Axillary hyperhidrosis, which causes quality of life problems for many individuals, is a medical condition that dermatologists and aesthetic physicians see a lot of in practice, says Joel Cohen, MD. He adds that often patients who present to the office with this condition aren't even aware that there are treatment options that are available. “These are folks who sweat from the underarm and in some cases buy three of the same shirt just to change during the course of the day to try to hide it,” explains Dr. Cohen. Before ever visiting a physician about axillary hyperdosis, Dr. Cohen says, often individuals look for various topical prducts that they can apply to their skin to cut down on the sweating. These products are often aluminum chloride based, which can be very irritating. But, he says, there are people who certainly respond to those products. Also available are certain “clinical formulations” of deodorant, like Secret Clinical that people can use several times a day to try to cut down on excessive sweating. So by the time patients see a physician for underarm or axillary hyperhidroisis, Dr. Cohen says, they're really interested in something that can be more effective that won't cause them to actually have to change the things that they're doing everyday while they have a busy day at work or at school.
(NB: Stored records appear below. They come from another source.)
//! Evaluates a pre-parsed Sieve instruction tree against a message
//! environment, producing an ordered action list. Building the
//! instruction tree from Sieve source text is out of scope for this
//! crate — callers construct [`Command`] trees directly (typically
//! deserialized from a compiled form stored alongside the user's
//! mailbox).

use thiserror::Error;
use tracing::warn;

/// How a string test compares its target against the candidate
/// values.
#[derive(Debug, Clone, Copy, PartialEq, Eq)]
pub enum MatchKind {
    Is,
    Contains,
    Matches,
}

/// Which part of an address a test inspects.
#[derive(Debug, Clone, Copy, PartialEq, Eq)]
pub enum AddressPart {
    All,
    LocalPart,
    Domain,
}

/// A leaf or combinator test from the base Sieve test set.
#[derive(Debug, Clone, PartialEq, Eq)]
pub enum Test {
    Header {
        names: Vec<String>,
        kind: MatchKind,
        values: Vec<String>,
    },
    Address {
        header: String,
        part: AddressPart,
        kind: MatchKind,
        values: Vec<String>,
    },
    Envelope {
        part: AddressPart,
        name: String,
        kind: MatchKind,
        values: Vec<String>,
    },
    Size {
        over: bool,
        limit: u64,
    },
    Exists(Vec<String>),
    AnyOf(Vec<Test>),
    AllOf(Vec<Test>),
    Not(Box<Test>),
    True,
    False,
}

/// One action a Sieve script can request. Mirrors the base actions
/// plus the `imapflags`/`vacation`/`notify` extensions.
#[derive(Debug, Clone, PartialEq, Eq)]
pub enum Action {
    Keep { flags: Vec<String>, copy: bool },
    FileInto { mailbox: String, flags: Vec<String>, copy: bool },
    Redirect { address: String, copy: bool },
    Reject { reason: String },
    Discard,
    Vacation {
        address: Option<String>,
        from: Option<String>,
        subject: Option<String>,
        body: String,
        days: u32,
        mime: bool,
        handle: Option<String>,
    },
    SetFlag(Vec<String>),
    AddFlag(Vec<String>),
    RemoveFlag(Vec<String>),
    Mark,
    Unmark,
    Notify {
        method: String,
        id: Option<String>,
        options: Vec<String>,
        priority: Option<String>,
        message: Option<String>,
    },
    Denotify {
        matches: Option<String>,
        priority: Option<String>,
    },
}

impl Action {
    /// `true` if this action delivers, forwards, or rewrites the
    /// message — the set `Reject` may not coexist with.
    fn delivers_or_rewrites(&self) -> bool {
        matches!(
            self,
            Action::Keep { .. }
                | Action::FileInto { .. }
                | Action::Redirect { .. }
                | Action::Vacation { .. }
                | Action::SetFlag(_)
                | Action::AddFlag(_)
                | Action::RemoveFlag(_)
                | Action::Mark
                | Action::Unmark
        )
    }

    fn is_reject(&self) -> bool {
        matches!(self, Action::Reject { .. })
    }

    fn is_vacation(&self) -> bool {
        matches!(self, Action::Vacation { .. })
    }
}

/// One statement in the instruction tree: either a conditional with
/// an ordered `if`/`elsif`/`else` branch list, or a leaf action.
#[derive(Debug, Clone, PartialEq, Eq)]
pub enum Command {
    If {
        branches: Vec<(Test, Vec<Command>)>,
        otherwise: Vec<Command>,
    },
    Do(Action),
}

#[derive(Debug, Error)]
pub enum SieveError {
    #[error("action {new:?} conflicts with a prior {existing:?} action")]
    ActionConflict { existing: &'static str, new: &'static str },

    #[error("vacation action may appear at most once in a script")]
    DuplicateVacation,
}

/// Everything the evaluator needs to know about the message and
/// recipient being filtered. Implemented by the delivery pipeline
/// against its in-flight message and envelope state.
pub trait Environment {
    /// Header values (already split on commas for multi-valued
    /// headers), in file order, lowercased-name lookup.
    fn header(&self, name: &str) -> Vec<&str>;
    fn size(&self) -> u64;
    /// Envelope `from`/`to` (the two names Sieve's `envelope` test
    /// exposes).
    fn envelope(&self, name: &str) -> Option<&str>;
}

/// Runs `program` against `env`, returning the ordered action list.
/// Logs and continues past any `if` branch whose test cannot be
/// evaluated usefully (no-op), matching Sieve's error-tolerant
/// execution model; a true action conflict aborts with `Err`, which
/// callers handle with a fallback `Keep` into `INBOX`.
pub fn evaluate(program: &[Command], env: &dyn Environment) -> Result<Vec<Action>, SieveError> {
    let mut actions = Vec::new();
    run_block(program, env, &mut actions)?;
    Ok(actions)
}

fn run_block(
    block: &[Command],
    env: &dyn Environment,
    actions: &mut Vec<Action>,
) -> Result<(), SieveError> {
    for command in block {
        match command {
            Command::Do(action) => push_action(actions, action.clone())?,
            Command::If { branches, otherwise } => {
                let mut matched = false;
                for (test, body) in branches {
                    if eval_test(test, env) {
                        run_block(body, env, actions)?;
                        matched = true;
                        break;
                    }
                }
                if !matched {
                    run_block(otherwise, env, actions)?;
                }
            }
        }
    }
    Ok(())
}

fn push_action(actions: &mut Vec<Action>, action: Action) -> Result<(), SieveError> {
    let has_reject = actions.iter().any(|a: &Action| a.is_reject());
    let has_delivering = actions.iter().any(|a: &Action| a.delivers_or_rewrites());

    if action.is_reject() && has_delivering {
        return Err(SieveError::ActionConflict {
            existing: "delivering action",
            new: "reject",
        });
    }
    if action.delivers_or_rewrites() && has_reject {
        return Err(SieveError::ActionConflict {
            existing: "reject",
            new: "delivering action",
        });
    }
    if action.is_vacation() && actions.iter().any(|a: &Action| a.is_vacation()) {
        return Err(SieveError::DuplicateVacation);
    }

    actions.push(action);
    Ok(())
}

fn eval_test(test: &Test, env: &dyn Environment) -> bool {
    match test {
        Test::True => true,
        Test::False => false,
        Test::Not(inner) => !eval_test(inner, env),
        Test::AnyOf(tests) => tests.iter().any(|t| eval_test(t, env)),
        Test::AllOf(tests) => tests.iter().all(|t| eval_test(t, env)),
        Test::Exists(names) => names.iter().all(|name| !env.header(name).is_empty()),
        Test::Size { over, limit } => {
            if *over {
                env.size() > *limit
            } else {
                env.size() < *limit
            }
        }
        Test::Header { names, kind, values } => names
            .iter()
            .flat_map(|name| env.header(name))
            .any(|candidate| values.iter().any(|v| string_test(candidate, v, *kind))),
        Test::Address { header, part, kind, values } => env
            .header(header)
            .into_iter()
            .filter_map(|raw| address_part(raw, *part))
            .any(|candidate| values.iter().any(|v| string_test(&candidate, v, *kind))),
        Test::Envelope { part, name, kind, values } => match env.envelope(name) {
            Some(raw) => match address_part(raw, *part) {
                Some(candidate) => {
                    values.iter().any(|v| string_test(&candidate, v, *kind))
                }
                None => false,
            },
            None => false,
        },
    }
}

fn address_part(raw: &str, part: AddressPart) -> Option<String> {
    let addr = raw.trim();
    match part {
        AddressPart::All => Some(addr.to_string()),
        AddressPart::LocalPart => addr.split_once('@').map(|(local, _)| local.to_string()),
        AddressPart::Domain => addr.split_once('@').map(|(_, domain)| domain.to_string()),
    }
}

fn string_test(candidate: &str, value: &str, kind: MatchKind) -> bool {
    match kind {
        MatchKind::Is => candidate.eq_ignore_ascii_case(value),
        MatchKind::Contains => candidate.to_ascii_lowercase().contains(&value.to_ascii_lowercase()),
        MatchKind::Matches => glob_match(&candidate.to_ascii_lowercase(), &value.to_ascii_lowercase()),
    }
}

/// `*`/`?` glob matching, the wildcard grammar `:matches` uses. No
/// character classes — Sieve's base comparator doesn't need them.
fn glob_match(text: &str, pattern: &str) -> bool {
    let text: Vec<char> = text.chars().collect();
    let pattern: Vec<char> = pattern.chars().collect();
    glob_match_at(&text, &pattern)
}

fn glob_match_at(text: &[char], pattern: &[char]) -> bool {
    match pattern.first() {
        None => text.is_empty(),
        Some('*') => {
            glob_match_at(text, &pattern[1..])
                || (!text.is_empty() && glob_match_at(&text[1..], pattern))
        }
        Some('?') => !text.is_empty() && glob_match_at(&text[1..], &pattern[1..]),
        Some(c) => text.first() == Some(c) && glob_match_at(&text[1..], &pattern[1..]),
    }
}

/// Logged in place of aborting delivery, per Sieve's error-tolerant
/// execution model: a script that fails to parse or fails mid-run
/// still lets the message through via a fallback Keep.
pub fn log_parse_error(line: u32, message: &str) {
    warn!(line, message, "sieve parse error");
}

pub fn log_execute_error(line: u32, message: &str) {
    warn!(line, message, "sieve execute error");
}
OnabotulinumtoxinA (Botox) is FDA-approved for the treatment of axillary hyperhidrosis. Botox is injected into the skin to treat the symptoms of severe primary axillary hyperhidrosis when topical medicines used on the skin do not work. This treatment is approved for patients 18 years and older. “There are people who respond very nicely for seven to 10 months using Botox for this condition,” says Dr. Cohen, “but there are people out there who want something longer-acting. And there are products that are employed as well and procedures that are employed as well, and one of those is MiraDry, which is using a microwave technology to really shrink up some of the glands.” MiraDry is a non-invasive office procedure that received FDA 510(k) clearance in January 2011 for treatment of excessive underarm sweat. MiraDry delivers microwave energy to the dermal-fat interface to destroy sweat glands. Continuous hydroceramic cooling prevents thermal conduction of heat superficially and creates a heat zone at the level of sweat glands, which results in targeted thermolysis. Alternative options to treatment with Botox or MiraDry are some of the anticholinergics medications like glycopyrronium bromide. Dr. Cohen says these medications can have side effects, from urinary retention to visual changes. There is a lot of excitement regarding the use of injections and/or microwave technology for this chronic condition, according to Dr. Cohen. These modalities have the potential to deliver longer results and offer patients better solutions to the problem of excessive underarm sweating.
Joel Cohen, MD is Director of AboutSkin Dermatology and DermSurgery, Englewood/ Lone Tree, CO.